Na segunda metade de 2020, os argentinos se viram com uma cota mensal para a compra de até US$ 200 imposta por pessoa física. Essa restrição também inclui gastos em cartões de crédito internacionais, por exemplo. A venda em massa de pesos prejudicou ainda mais seu preço e a altíssima demanda pela moeda americana agravou a inflação que, segundo os dados mais recentes, gira em torno de 4% ao mês, acumulando mais de 46% no ano passado.
Foi nesse momento que as criptomoedas chamaram a atenção. Devido a sua natureza descentralizada e tendência deflacionária, a demanda que antes se voltava ao dólar foi direcionada principalmente ao bitcoin (BTC) e ether (ETH) como reservas de valor após a população sofrer com três anos de recessão. A situação econômica somente se agravou durante a pandemia de COVID-19 e as inadimplências e falências se tornaram comuns.
Mineração de bitcoin se torna muito lucrativa no país
A mineração de criptomoedas então se tornou uma alternativa muito atrativa para gerar renda. A demanda por bitcoins, por exemplo, cresceu absurdamente nos últimos meses, criando até mesmo um mercado paralelo de comércio de moedas digitais fora de exchanges regulamentadas, operando com preços inflados. Enquanto a conversão oficial de 1 BTC para pesos argentinos gira em torno de 3,4 milhões, o ativo era negociado por quase 6 milhões no câmbio não oficial no último domingo (30), de acordo com a Bloomberg.
Ezequiel Fernandez, analista na Balanz Capital Valores em Buenos Aires, disse que, por mais que o país seja um importador de combustíveis para gerar energia elétrica, as contas que chegam para o consumidor geralmente refletem apenas 2% ou 3% de sua renda média mensal. Como comparação, esse percentual no Brasil, Colômbia e Chile pelo menos duas vezes maior. “As criptomoedas que os mineiros geram são normalmente vendidas a taxas de câmbio paralelas, mas a energia é paga sob um valor subsidiado”, disse Bourbon. “No momento, as receitas geradas são muito altas”. Dessa maneira, a Argentina está se tornando um polo muito lucrativo para a mineração de ativos digitais.

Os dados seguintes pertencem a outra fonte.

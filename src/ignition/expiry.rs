//! Expired certificate scan of a stored Ignition config

use crate::ignition::dataurl;
use crate::ignition::types::Config;
use crate::tls::pki;
use chrono::{DateTime, SecondsFormat, Utc};
use std::path::Path;
use tracing::{debug, warn};

/// One expired certificate found in the config
#[derive(Debug, Clone, PartialEq, Eq)]
pub struct ExpiredCert {
    /// Base name of the node file holding the certificate
    pub file: String,
    pub not_after: i64,
}

impl ExpiredCert {
    pub fn not_after_rfc3339(&self) -> String {
        DateTime::<Utc>::from_timestamp(self.not_after, 0)
            .map(|t| t.to_rfc3339_opts(SecondsFormat::Secs, true))
            .unwrap_or_else(|| self.not_after.to_string())
    }
}

/// Every certificate in a `*.crt` file whose `notAfter` is before `now`
///
/// Files that are not inline data URLs are skipped. A bundle is read up to
/// its first malformed block. This scan never fails.
pub fn expired_certificates(config: &Config, now: i64) -> Vec<ExpiredCert> {
    let mut expired = Vec::new();

    for file in &config.storage.files {
        let path = Path::new(&file.path);
        if path.extension().and_then(|e| e.to_str()) != Some("crt") {
            continue;
        }
        let name = path
            .file_name()
            .map(|n| n.to_string_lossy().into_owned())
            .unwrap_or_else(|| file.path.clone());

        let Some(source) = file.contents.source.as_deref() else {
            continue;
        };
        let data = match dataurl::decode(source) {
            Ok(data) => data,
            Err(e) => {
                debug!("Skipping {}: {}", file.path, e);
                continue;
            }
        };
        let (certs, err) = pki::inspect_leading(&name, &data);
        if let Some(e) = err {
            debug!("Stopped reading {} after {} certificates: {}", file.path, certs.len(), e);
        }

        expired.extend(
            certs
                .into_iter()
                .filter(|c| c.not_after < now)
                .map(|c| ExpiredCert {
                    file: name.clone(),
                    not_after: c.not_after,
                }),
        );
    }

    expired
}

/// Log each expired certificate and a summary. Returns the count.
pub fn warn_expired(config: &Config) -> usize {
    let expired = expired_certificates(config, Utc::now().timestamp());

    for cert in &expired {
        warn!(
            "Bootstrap Ignition-Config Certificate {} expired at {}.",
            cert.file,
            cert.not_after_rfc3339()
        );
    }
    if !expired.is_empty() {
        warn!(
            "Bootstrap Ignition-Config: {} certificates expired. Installation attempts with the created Ignition-Configs will possibly fail.",
            expired.len()
        );
    }

    expired.len()
}
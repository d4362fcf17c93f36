//! CIDR parsing and host arithmetic

use crate::error::{KvinstallError, KvinstallResult};
use std::fmt;
use std::net::{IpAddr, Ipv4Addr, Ipv6Addr};
use std::str::FromStr;

/// An IP network in `address/prefix` form, stored by its network address
#[derive(Debug, Clone, Copy, PartialEq, Eq)]
pub struct Cidr {
    network: IpAddr,
    prefix: u8,
}

impl Cidr {
    pub fn parse(value: &str) -> KvinstallResult<Self> {
        let invalid = |reason: &str| KvinstallError::Network {
            value: value.to_string(),
            reason: reason.to_string(),
        };

        let (addr, prefix) = value
            .split_once('/')
            .ok_or_else(|| invalid("missing prefix length"))?;
        let addr: IpAddr = addr.parse().map_err(|_| invalid("invalid address"))?;
        let prefix: u8 = prefix.parse().map_err(|_| invalid("invalid prefix length"))?;

        let max = if addr.is_ipv4() { 32 } else { 128 };
        if prefix > max {
            return Err(invalid("prefix length out of range"));
        }

        Ok(Self {
            network: mask(addr, prefix),
            prefix,
        })
    }

    pub fn network(&self) -> IpAddr {
        self.network
    }

    pub fn prefix(&self) -> u8 {
        self.prefix
    }

    pub fn contains(&self, ip: IpAddr) -> bool {
        ip.is_ipv4() == self.network.is_ipv4() && mask(ip, self.prefix) == self.network
    }

    /// The `n`th address of the network (0 is the network address)
    pub fn host(&self, n: u128) -> KvinstallResult<IpAddr> {
        let out_of_range = || KvinstallError::Network {
            value: self.to_string(),
            reason: format!("host {} is outside the network", n),
        };

        match self.network {
            IpAddr::V4(v4) => {
                let size = 1u128 << (32 - u32::from(self.prefix));
                if n >= size {
                    return Err(out_of_range());
                }
                let base = u32::from(v4) as u128;
                Ok(IpAddr::V4(Ipv4Addr::from((base + n) as u32)))
            }
            IpAddr::V6(v6) => {
                let host_bits = 128 - u32::from(self.prefix);
                if host_bits < 128 && n >= (1u128 << host_bits) {
                    return Err(out_of_range());
                }
                let base = u128::from(v6);
                base.checked_add(n)
                    .map(|v| IpAddr::V6(Ipv6Addr::from(v)))
                    .ok_or_else(out_of_range)
            }
        }
    }
}

impl FromStr for Cidr {
    type Err = KvinstallError;

    fn from_str(s: &str) -> Result<Self, Self::Err> {
        Self::parse(s)
    }
}

impl fmt::Display for Cidr {
    fn fmt(&self, f: &mut fmt::Formatter<'_>) -> fmt::Result {
        write!(f, "{}/{}", self.network, self.prefix)
    }
}

fn mask(addr: IpAddr, prefix: u8) -> IpAddr {
    match addr {
        IpAddr::V4(v4) => {
            let bits = u32::from(v4);
            let mask = if prefix == 0 {
                0
            } else {
                u32::MAX << (32 - u32::from(prefix))
            };
            IpAddr::V4(Ipv4Addr::from(bits & mask))
        }
        IpAddr::V6(v6) => {
            let bits = u128::from(v6);
            let mask = if prefix == 0 {
                0
            } else {
                u128::MAX << (128 - u32::from(prefix))
            };
            IpAddr::V6(Ipv6Addr::from(bits & mask))
        }
    }
}

#[cfg(test)]
mod tests {
    use super::*;

    fn ip(s: &str) -> IpAddr {
        s.parse().unwrap()
    }

    #[test]
    fn contains_checks_prefix() {
        let cidr = Cidr::parse("192.168.123.0/24").unwrap();
        assert!(cidr.contains(ip("192.168.123.15")));
        assert!(!cidr.contains(ip("192.168.124.1")));
        assert!(!cidr.contains(ip("::1")));
    }

    #[test]
    fn host_bits_are_masked_on_parse() {
        let cidr = Cidr::parse("10.0.12.7/16").unwrap();
        assert_eq!(cidr.to_string(), "10.0.0.0/16");
    }

    #[test]
    fn nth_host() {
        let cidr = Cidr::parse("172.30.0.0/16").unwrap();
        assert_eq!(cidr.host(10).unwrap(), ip("172.30.0.10"));
        assert_eq!(cidr.host(1).unwrap(), ip("172.30.0.1"));
        assert!(Cidr::parse("10.0.0.0/30").unwrap().host(4).is_err());

        let v6 = Cidr::parse("fd02::/112").unwrap();
        assert_eq!(v6.host(10).unwrap(), ip("fd02::a"));
    }

    #[test]
    fn rejects_malformed() {
        assert!(Cidr::parse("10.0.0.0").is_err());
        assert!(Cidr::parse("10.0.0.0/33").is_err());
        assert!(Cidr::parse("nope/8").is_err());
    }
}
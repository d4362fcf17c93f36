//! KubeVirt platform section of the install config

use crate::installconfig::validation::{ErrorList, FieldPath, ValidationError};
use serde::{Deserialize, Serialize};
use std::net::IpAddr;

/// Where and how the tenant cluster's VMs run inside the infra cluster
#[derive(Debug, Clone, Default, PartialEq, Serialize, Deserialize)]
#[serde(rename_all = "camelCase", default)]
pub struct Platform {
    /// Infra cluster namespace holding the control plane and compute VMs
    pub namespace: String,

    pub storage_class: String,

    /// Network attachment definition every node interface joins
    pub network_name: String,

    #[serde(rename = "apiVIP")]
    pub api_vip: String,

    #[serde(rename = "ingressVIP")]
    pub ingress_vip: String,

    #[serde(skip_serializing_if = "String::is_empty")]
    pub persistent_volume_access_mode: String,

    /// Infra cluster API endpoint the nodes log in to for credential refresh
    #[serde(rename = "infraClusterAPIURL", skip_serializing_if = "String::is_empty")]
    pub infra_cluster_api_url: String,

    #[serde(skip_serializing_if = "Option::is_none")]
    pub default_machine_platform: Option<MachinePool>,
}

/// Per-pool VM sizing
#[derive(Debug, Clone, Default, PartialEq, Serialize, Deserialize)]
#[serde(rename_all = "camelCase", default)]
pub struct MachinePool {
    #[serde(skip_serializing_if = "String::is_empty")]
    pub cpu: String,
    #[serde(skip_serializing_if = "String::is_empty")]
    pub memory: String,
    #[serde(skip_serializing_if = "String::is_empty")]
    pub storage_size: String,
}

/// KubeVirt has no platform defaults: every field is either required or
/// valid when empty.
pub fn set_platform_defaults(_platform: &mut Platform) {}

/// Structural checks that need no infra cluster access
pub fn validate_platform(platform: &Platform, path: &FieldPath) -> ErrorList {
    let mut errors = ErrorList::new();

    if platform.namespace.is_empty() {
        errors.push(ValidationError::invalid(
            path.child("Infra Cluster Namespace"),
            &platform.namespace,
            "Infra Cluster Namespace can't be empty",
        ));
    }

    if platform.network_name.is_empty() {
        errors.push(ValidationError::invalid(
            path.child("NetworkName"),
            &platform.network_name,
            "NetworkName can't be empty",
        ));
    }

    if let Err(detail) = validate_ip(&platform.api_vip) {
        errors.push(ValidationError::invalid(
            path.child("APIVIP"),
            &platform.api_vip,
            detail,
        ));
    }

    if let Err(detail) = validate_ip(&platform.ingress_vip) {
        errors.push(ValidationError::invalid(
            path.child("IngressVIP"),
            &platform.ingress_vip,
            detail,
        ));
    }

    errors
}

pub(crate) fn validate_ip(ip: &str) -> Result<IpAddr, String> {
    ip.parse::<IpAddr>()
        .map_err(|_| format!("\"{}\" is not a valid IP", ip))
}
//! Tenant cluster teardown in the infra cluster

use crate::error::{KvinstallError, KvinstallResult};
use crate::kubevirt::client::{InfraClient, Labels};
use crate::metadata::ClusterMetadata;
use tracing::info;

/// Deletes every VM, DataVolume and Secret labelled as owned by the cluster
pub struct ClusterUninstaller<C: InfraClient + ?Sized> {
    namespace: String,
    labels: Labels,
    client: Box<C>,
}

impl<C: InfraClient + ?Sized> ClusterUninstaller<C> {
    pub fn new(metadata: &ClusterMetadata, client: Box<C>) -> KvinstallResult<Self> {
        let kubevirt = metadata.kubevirt.as_ref().ok_or_else(|| {
            KvinstallError::User(format!(
                "cluster {} was not installed on KubeVirt",
                metadata.cluster_name
            ))
        })?;

        Ok(Self {
            namespace: kubevirt.namespace.clone(),
            labels: kubevirt.labels.clone(),
            client,
        })
    }

    /// Delete VMs, then DataVolumes, then Secrets. Stops at the first error.
    pub async fn run(&self) -> KvinstallResult<()> {
        self.delete_all_vms().await?;
        self.delete_all_dvs().await?;
        self.delete_all_secrets().await?;
        Ok(())
    }

    async fn delete_all_vms(&self) -> KvinstallResult<()> {
        let list = self
            .client
            .list_virtual_machine_names(&self.namespace, &self.labels)
            .await?;
        info!(
            "List tenant cluster's VMs (in namespace {}) return: {:?}",
            self.namespace, list
        );
        for name in &list {
            info!("Delete VM {}", name);
            self.client
                .delete_virtual_machine(&self.namespace, name, true)
                .await?;
        }
        Ok(())
    }

    async fn delete_all_dvs(&self) -> KvinstallResult<()> {
        let list = self
            .client
            .list_data_volume_names(&self.namespace, &self.labels)
            .await?;
        info!(
            "List tenant cluster's DVs (in namespace {}) return: {:?}",
            self.namespace, list
        );
        for name in &list {
            info!("Delete DV {}", name);
            self.client
                .delete_data_volume(&self.namespace, name, true)
                .await?;
        }
        Ok(())
    }

    async fn delete_all_secrets(&self) -> KvinstallResult<()> {
        let list = self
            .client
            .list_secret_names(&self.namespace, &self.labels)
            .await?;
        info!(
            "List tenant cluster's secrets (in namespace {}) return: {:?}",
            self.namespace, list
        );
        for name in &list {
            info!("Delete secret {}", name);
            self.client.delete_secret(&self.namespace, name, true).await?;
        }
        Ok(())
    }
}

Oportunidade desperta interesse de empresas estrangeiras
As empresas dedicadas à atividade já estão percebendo a oportunidade de negócio. No mês passado, a canadense Bitfarms disse que fechou um acordo para acessar diretamente uma usina de energia local para extrair até 210 megawatts de eletricidade movida a gás natural. Uma vez concluída, a operação poderia criar a maior instalação de mineração de bitcoin de toda a América do Sul.
“Estávamos procurando locais que não usam todos seus sistemas de geração de eletricidade”, disse o Presidente da Bitfarms, Geoffrey Morphy, em uma entrevista à Bloomberg. “A atividade econômica na Argentina está baixa e a energia não está sendo totalmente utilizada. Portanto, é uma situação vantajosa para ambas as partes.”
Porém, os subsídios governamentais não são tão amplos para o setor industrial que a Bitfarms se enquadra. Mesmo assim, o preço de US$ 0,022 por quilowatt-hora que a empresa diz que vai pagar pela eletricidade argentina está muito abaixo da taxa média de mercado de US$ 0,06 por quilowatt-hora, de acordo com Fernandez de Balanz Capital.
“Para certas empresas de energia com fácil acesso a gás, vender eletricidade excedente para mineradores de bitcoin durante parte do ano faz sentido, especialmente se elas, de alguma forma, evitam os controles de câmbio ao receber em dólares fora da Argentina, ou até mesmo em bitcoin”, concluiu.